To your left is Congress Square, where many of these afflicted citizens gather to drink, smoke and street-preach. The fat cats who own the adjacent Eastland Park Hotel recently kicked out and paid off a bunch of 99 percenters who’d been living there, and now they want to turn this public square into a private ballroom for the glitterati. You guessed it: we’re against that. Please sign the petition being passed around now.

OK, now on your left you’ll see Portland City Hall. Millionaire developers go here to get big tax breaks and the rest of us go here to pay off parking tickets so they’ll take the boot off our car. That’s about all I’ve got on this one.

As we ascend Munjoy Hill, note the Portland Observatory on the right. Captain Lemuel Moody had this 65-foot observation tower built in 1807. He paid grown men $2 a day for their labor and boys 50 cents. Even accounting for inflation, that sucks.

Get ready, folks — we’re about to splash into Casco Bay! There’s no quacking on the Occupy Portland Tour, but you’re welcome to shout the name of an incompetent health care provider who botched your diagnosis because you’re uninsured.

Straight ahead is Fort Gorges. A shining example of profligate and pointless military spending, the fort was completed in 1865, just as the Civil War was ending and advances in the manufacture of explosives had made the fort obsolete.

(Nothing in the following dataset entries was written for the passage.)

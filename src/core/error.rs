//! Store errors
//!
//! Directory-level and write-level failures surface through [`StoreError`].
//! Per-file problems during a scan are logged and skipped instead.

use std::io;
use std::path::PathBuf;

use thiserror::Error;

#[derive(Error, Debug)]
pub enum StoreError {
    #[error("History directory unavailable: {path}: {source}")]
    DirectoryUnavailable {
        path: PathBuf,
        #[source]
        source: io::Error,
    },

    #[error("Failed to write record {path}: {source}")]
    Write {
        path: PathBuf,
        #[source]
        source: io::Error,
    },

    #[error("Failed to read record {path}: {source}")]
    Read {
        path: PathBuf,
        #[source]
        source: io::Error,
    },

    #[error("Record not found: {0}")]
    NotFound(String),

    #[error("Not a record filename: {0}")]
    InvalidFilename(String),

    #[error("Invalid date or instant: {0} (expected RFC 3339 or YYYY-MM-DD)")]
    InvalidDate(String),

    #[error("Title collides with a section marker: {0}")]
    ReservedTitle(String),
}

pub type StoreResult<T> = Result<T, StoreError>;
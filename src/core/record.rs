//! Record - conversation turns and their stored form
//!
//! # Key Properties
//! - **filename**: on-disk name, carries the timestamp
//! - **title**: first non-marker level-1 heading, or the filename
//! - **question/answer**: section bodies, newline-joined paragraphs
//! - **timestamp**: decoded from the filename, never from file metadata

use chrono::{DateTime, Utc};
use serde::{Deserialize, Serialize};

/// Default marker heading for the Question section
pub const DEFAULT_QUESTION_MARKER: &str = "Pergunta";

/// Default marker heading for the Answer section
pub const DEFAULT_ANSWER_MARKER: &str = "Resposta";

/// A question/answer pair to be persisted
#[derive(Debug, Clone, Default, PartialEq, Eq)]
pub struct ConversationTurn {
    pub question: String,
    pub answer: String,

    /// Optional display title written as the first heading
    pub title: Option<String>,

    /// Source references used to produce the answer
    pub sources: Vec<String>,
}

impl ConversationTurn {
    pub fn new(question: impl Into<String>, answer: impl Into<String>) -> Self {
        Self {
            question: question.into(),
            answer: answer.into(),
            title: None,
            sources: Vec::new(),
        }
    }

    /// Set title
    pub fn with_title(mut self, title: impl Into<String>) -> Self {
        self.title = Some(title.into());
        self
    }

    /// Set sources
    pub fn with_sources(mut self, sources: Vec<String>) -> Self {
        self.sources = sources;
        self
    }
}

/// A turn reconstructed from disk
#[derive(Debug, Clone, PartialEq, Eq, Serialize, Deserialize)]
pub struct StoredRecord {
    pub filename: String,
    pub title: String,
    pub question: String,
    pub answer: String,
    pub timestamp: DateTime<Utc>,

    #[serde(default, skip_serializing_if = "Vec::is_empty")]
    pub sources: Vec<String>,
}

impl std::fmt::Display for StoredRecord {
    fn fmt(&self, f: &mut std::fmt::Formatter<'_>) -> std::fmt::Result {
        write!(
            f,
            "[{}] {}",
            self.timestamp.format("%Y-%m-%d %H:%M:%S"),
            self.title
        )
    }
}

/// Literal heading texts delimiting the two sections of a document
#[derive(Debug, Clone, PartialEq, Eq, Serialize, Deserialize)]
pub struct Markers {
    pub question: String,
    pub answer: String,
}

impl Default for Markers {
    fn default() -> Self {
        Self {
            question: DEFAULT_QUESTION_MARKER.to_string(),
            answer: DEFAULT_ANSWER_MARKER.to_string(),
        }
    }
}

impl Markers {
    pub fn new(question: impl Into<String>, answer: impl Into<String>) -> Self {
        Self {
            question: question.into(),
            answer: answer.into(),
        }
    }

    /// Does this heading text name the Question section?
    pub fn is_question(&self, heading: &str) -> bool {
        normalize(heading) == self.question.trim()
    }

    /// Does this heading text name the Answer section?
    pub fn is_answer(&self, heading: &str) -> bool {
        normalize(heading) == self.answer.trim()
    }

    pub fn is_marker(&self, heading: &str) -> bool {
        self.is_question(heading) || self.is_answer(heading)
    }
}

/// Older histories spell the Question marker with a trailing colon.
fn normalize(heading: &str) -> &str {
    let trimmed = heading.trim();
    trimmed.strip_suffix(':').map(str::trim_end).unwrap_or(trimmed)
}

The more things change, eh?

Beyond the fort are the islands of Casco Bay, the havens and playgrounds of the one percent. The little one over there is House Island. In the first third of the last century, immigrants were “quarantined” on this island before being allowed to mingle with the general populace. It’s owned by rich people now, but it’s up for sale. Anybody got an extra $4.85 million?

No, well — uh-oh … hang on folks. It looks like the bus/boat is taking on water. Please don’t untie the life jackets, pontoons and buoys strapped to the bottom of the bus. That’s what’s keeping us afloat.

Looks like we’ll have to land on House Island and occupy it for awhile until we find the leak. In the meantime, you’ll find cardboard and markers beneath your seats. Start thinking of some catchy slogans and brace yourself for impact.